I'm not suggesting for a second that anti-gay violence is anything less than repugnant, but I think The National Coalition of Anti-Violence Programs might have a vested interest in a statistical rise in hate crimes.

Not that it doesn't mean it didn't happen. But I'd like to hear it from a group that doesn't depend on outrage to get money.
posted by Mayor Curley at 7:19 AM on April 29, 2005


Well, you know what, warbaby, I detest bullying of any kind especially when it's on the "weak."* But when bullies find out that their actions are going to cost them, that's a real deterrent.

*I mean weak as in outnumbered, not physically weak, just to be clear.

need a Huey Newton-like leader pronto.

Well, Huey by all reports was a mixed bag, but I get your point.
posted by jonmc at 7:23 AM on April 29, 2005


Here's one source, Mr. Mayor.

The feds stats are notorious for underreporting and lack of uniform data collection methods. These are from 2003, but you get the drift.

The "I'm not... but" construct seems to be popping up a lot these days. Is this a new fashion?
posted by warbaby at 7:31 AM on April 29, 2005


The police still are unresponsive in many areas of the country. Reporting rates have not gone up 26% in one year--there hasn't been any change in police training. This explains (and it's old but not much has changed)--even when a bias crime occurs, it may or may not be reported and classified as one by the police--that's still true. NYC police only get 12 hours of training on it.)

and welcome, jiawen--we do need more counteracting speech, but speech about respect for others and how violence never solves anything is invisible (and silenced) in our public discourse lately--it wasn't so when i was younger. And newer versions of "Free to Be You and Me" etc, are now attacked for promoting homosexuality--see Dobson/Spongebob--which turns them into yet another soapbox for anti-gay sentiment given that the people attacking those things get far far more publicity than the thing itself.

Mayor Curley, these are not gay versions of Randall Terry and Dobson and "Family" groups. These are small local community orgs almost entirely supported by corporate donations and grants, not money from the public. They work very closely with the police and the courts and victims services to help people. They're not money-hungry liars. Do you discount what the AARP's statistics are, because they depend on membership money?
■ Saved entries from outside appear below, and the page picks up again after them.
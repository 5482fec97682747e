//! Configuration loading for vcsgate.
//!
//! Uses figment for YAML-based configuration with sensible defaults and
//! `VCSGATE_`-prefixed environment overrides.

pub mod schema;

pub use schema::{Config, LogConfig, ProviderConfig};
Do you discount what the Spina Bifida orgs say about how many people are affected?
posted by amberglow at 7:33 AM on April 29, 2005


warbaby is right--this is weird. looking for excuses to say it's not happening, when it's actually happening more than what is reported, is weird, and sad.
posted by amberglow at 7:35 AM on April 29, 2005


oop--way up top fff says it's time to publicize this to raise awareness--responses in this thread shows that publicizing it may not be the answer.
posted by amberglow at 7:36 AM on April 29, 2005


warbaby, thanks for that link.

The "I'm not... but" construct seems to be popping up a lot these days. Is this a new fashion?

Yes, it is. Because if you question something here, you're generally assumed to be taking a contrarian approach. And I'm not. I just want to see it somewhere else.
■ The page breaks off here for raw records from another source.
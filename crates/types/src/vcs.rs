//! Normalized repository, pull request, issue, and webhook records.
//!
//! Providers map their host-specific payloads into these shapes so callers
//! never see wire formats.

use chrono::{DateTime, Utc};
use serde::{Deserialize, Serialize};
use std::fmt;

/// Addresses a repository on a host.
#[derive(Debug, Clone, PartialEq, Eq, Hash, Serialize, Deserialize)]
pub struct RepoRef {
    pub owner: String,
    pub name: String,
}

impl RepoRef {
    pub fn new(owner: impl Into<String>, name: impl Into<String>) -> Self {
        Self {
            owner: owner.into(),
            name: name.into(),
        }
    }
}

impl fmt::Display for RepoRef {
    fn fmt(&self, f: &mut fmt::Formatter<'_>) -> fmt::Result {
        write!(f, "{}/{}", self.owner, self.name)
    }
}

impl std::str::FromStr for RepoRef {
    type Err = crate::VcsError;

    fn from_str(s: &str) -> Result<Self, Self::Err> {
        match s.split_once('/') {
            Some((owner, name)) if !owner.is_empty() && !name.is_empty() && !name.contains('/') => {
                Ok(Self::new(owner, name))
            }
            _ => Err(crate::VcsError::Config(format!(
                "expected OWNER/NAME repository, got '{s}'"
            ))),
        }
    }
}

/// Result of a credential check against the host.
#[derive(Debug, Clone, PartialEq, Eq, Serialize, Deserialize)]
pub struct ConnectionStatus {
    pub connected: bool,
    #[serde(default, skip_serializing_if = "Option::is_none")]
    pub login: Option<String>,
    #[serde(default, skip_serializing_if = "Option::is_none")]
    pub error: Option<String>,
}

#[derive(Debug, Clone, PartialEq, Eq, Serialize, Deserialize)]
pub struct Repository {
    pub id: String,
    pub owner: String,
    pub name: String,
    pub full_name: String,
    pub private: bool,
    #[serde(default, skip_serializing_if = "Option::is_none")]
    pub default_branch: Option<String>,
    #[serde(default, skip_serializing_if = "Option::is_none")]
    pub description: Option<String>,
    pub url: String,
}

/// A single file's decoded content at a ref.
#[derive(Debug, Clone, PartialEq, Eq, Serialize, Deserialize)]
pub struct FileContent {
    pub path: String,
    /// Blob SHA; required to update the file without clobbering concurrent edits.
    pub sha: String,
    pub content: String,
    pub size: u64,
}

#[derive(Debug, Clone, Copy, PartialEq, Eq, Serialize, Deserialize)]
#[serde(rename_all = "snake_case")]
pub enum EntryKind {
    File,
    Dir,
    Symlink,
    Submodule,
}

#[derive(Debug, Clone, PartialEq, Eq, Serialize, Deserialize)]
pub struct DirectoryEntry {
    pub name: String,
    pub path: String,
    pub kind: EntryKind,
    pub sha: String,
    pub size: u64,
}

#[derive(Debug, Clone, PartialEq, Eq, Serialize, Deserialize)]
pub struct Branch {
    pub name: String,
    pub sha: String,
    #[serde(default)]
    pub protected: bool,
}

/// Create-or-update request for one file on a branch.
#[derive(Debug, Clone, PartialEq, Eq)]
pub struct FileUpdate {
    pub path: String,
    pub branch: String,
    pub content: String,
    pub message: String,
}

#[derive(Debug, Clone, PartialEq, Eq, Serialize, Deserialize)]
pub struct FileCommit {
    pub path: String,
    /// Blob SHA of the written content.
    pub sha: String,
    pub commit_sha: String,
    #[serde(default, skip_serializing_if = "Option::is_none")]
    pub commit_url: Option<String>,
}

/// Filter for list operations over pull requests and issues.
#[derive(Debug, Clone, Copy, Default, PartialEq, Eq, Serialize, Deserialize)]
#[serde(rename_all = "snake_case")]
pub enum StateFilter {
    #[default]
    Open,
    Closed,
    All,
}

impl StateFilter {
    #[must_use]
    pub fn as_str(self) -> &'static str {
        match self {
            Self::Open => "open",
            Self::Closed => "closed",
            Self::All => "all",
        }
    }
}

#[derive(Debug, Clone, Copy, PartialEq, Eq, Serialize, Deserialize)]
#[serde(rename_all = "snake_case")]
pub enum PullRequestState {
    Open,
    Closed,
    Merged,
}

#[derive(Debug, Clone, PartialEq, Eq, Serialize, Deserialize)]
pub struct PullRequest {
    pub number: u64,
    pub title: String,
    #[serde(default, skip_serializing_if = "Option::is_none")]
    pub body: Option<String>,
    pub state: PullRequestState,
    pub draft: bool,
    pub author: String,
    pub head_ref: String,
    pub head_sha: String,
    pub base_ref: String,
    pub url: String,
    #[serde(default, skip_serializing_if = "Option::is_none")]
    pub created_at: Option<DateTime<Utc>>,
    #[serde(default, skip_serializing_if = "Option::is_none")]
    pub updated_at: Option<DateTime<Utc>>,
}

#[derive(Debug, Clone, PartialEq, Eq, Serialize, Deserialize)]
pub struct NewPullRequest {
    pub title: String,
    pub head: String,
    pub base: String,
    #[serde(default, skip_serializing_if = "Option::is_none")]
    pub body: Option<String>,
    #[serde(default)]
    pub draft: bool,
}

#[derive(Debug, Clone, Copy, PartialEq, Eq, Serialize, Deserialize)]
#[serde(rename_all = "snake_case")]
pub enum ReviewState {
    Approved,
    ChangesRequested,
    Commented,
    Dismissed,
    Pending,
}

#[derive(Debug, Clone, PartialEq, Eq, Serialize, Deserialize)]
pub struct Review {
    pub id: String,
    pub author: String,
    pub state: ReviewState,
    #[serde(default, skip_serializing_if = "Option::is_none")]
    pub body: Option<String>,
    #[serde(default, skip_serializing_if = "Option::is_none")]
    pub submitted_at: Option<DateTime<Utc>>,
}

#[derive(Debug, Clone, PartialEq, Eq, Serialize, Deserialize)]
pub struct Comment {
    pub id: String,
    pub author: String,
    pub body: String,
    #[serde(default, skip_serializing_if = "Option::is_none")]
    pub url: Option<String>,
    #[serde(default, skip_serializing_if = "Option::is_none")]
    pub created_at: Option<DateTime<Utc>>,
    #[serde(default, skip_serializing_if = "Option::is_none")]
    pub updated_at: Option<DateTime<Utc>>,
}

#[derive(Debug, Clone, Copy, PartialEq, Eq, Serialize, Deserialize)]
#[serde(rename_all = "snake_case")]
pub enum IssueState {
    Open,
    Closed,
}

#[derive(Debug, Clone, PartialEq, Eq, Serialize, Deserialize)]
pub struct Issue {
    pub number: u64,
    pub title: String,
    #[serde(default, skip_serializing_if = "Option::is_none")]
    pub body: Option<String>,
    pub state: IssueState,
    pub author: String,
    #[serde(default)]
    pub labels: Vec<String>,
    pub url: String,
    #[serde(default, skip_serializing_if = "Option::is_none")]
    pub created_at: Option<DateTime<Utc>>,
}

// ── Webhooks ──────────────────────────────────────────────────────────────────

/// Repository summary carried by a webhook event.
#[derive(Debug, Clone, PartialEq, Eq, Serialize, Deserialize)]
pub struct WebhookRepository {
    pub id: String,
    pub name: String,
    pub full_name: String,
    pub owner: String,
    pub private: bool,
    #[serde(default, skip_serializing_if = "Option::is_none")]
    pub default_branch: Option<String>,
    #[serde(default, skip_serializing_if = "Option::is_none")]
    pub url: Option<String>,
}

/// Pull request summary carried by a webhook event.
#[derive(Debug, Clone, PartialEq, Eq, Serialize, Deserialize)]
pub struct WebhookPullRequest {
    pub number: u64,
    pub title: String,
    pub state: PullRequestState,
    pub head_ref: String,
    pub head_sha: String,
    pub base_ref: String,
    pub author: String,
    #[serde(default, skip_serializing_if = "Option::is_none")]
    pub url: Option<String>,
}

/// Host-independent view of an incoming webhook delivery.
#[derive(Debug, Clone, PartialEq, Eq, Serialize, Deserialize)]
pub struct WebhookEvent {
    #[serde(rename = "type")]
    pub kind: String,
    #[serde(default, skip_serializing_if = "Option::is_none")]
    pub action: Option<String>,
    pub sender: String,
    #[serde(default, skip_serializing_if = "Option::is_none")]
    pub repository: Option<WebhookRepository>,
    #[serde(default, skip_serializing_if = "Option::is_none")]
    pub pull_request: Option<WebhookPullRequest>,
}

#[cfg(test)]
mod tests {
    use super::*;
    use std::str::FromStr;

    #[test]
    fn test_repo_ref_parse() {
        let r = RepoRef::from_str("acme/widgets").unwrap();
        assert_eq!(r.owner, "acme");
        assert_eq!(r.name, "widgets");
        assert_eq!(r.to_string(), "acme/widgets");
    }

    #[test]
    fn test_repo_ref_parse_rejects_malformed() {
        assert!(RepoRef::from_str("widgets").is_err());
        assert!(RepoRef::from_str("/widgets").is_err());
        assert!(RepoRef::from_str("a/b/c").is_err());
    }

    #[test]
    fn test_state_filter_default_open() {
        assert_eq!(StateFilter::default(), StateFilter::Open);
        assert_eq!(StateFilter::All.as_str(), "all");
    }

    #[test]
    fn test_webhook_event_type_field() {
        let ev = WebhookEvent {
            kind: "push".into(),
            action: None,
            sender: "octocat".into(),
            repository: None,
            pull_request: None,
        };
        let json = serde_json::to_value(&ev).unwrap();
        assert_eq!(json["type"], "push");
        assert!(json.get("action").is_none());
    }
}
amberglow: I do discount statistics from the AARP unless they provide a neutral source that I can check. I'm that cynical. Employees of non-profits, paradoxically, have a vested interest in not eradicating the problem their organization is supposed to alleviate because it affects their jobs. As for the spina bifida people, they're obviously just pawns of the folic acid lobby.

I'm probably also skeptical because of naivite-- I live in eastern Massachusetts (and in Barney Frank's congressional district, no less). If you dislike people based on their sexual preference around here, that's an ugly secret that you keep to yourself. When idiots go to Beacon Hill to wave signs and holler about Jesus and how he hates gays, there are more people taunting the protestors than actual protestors.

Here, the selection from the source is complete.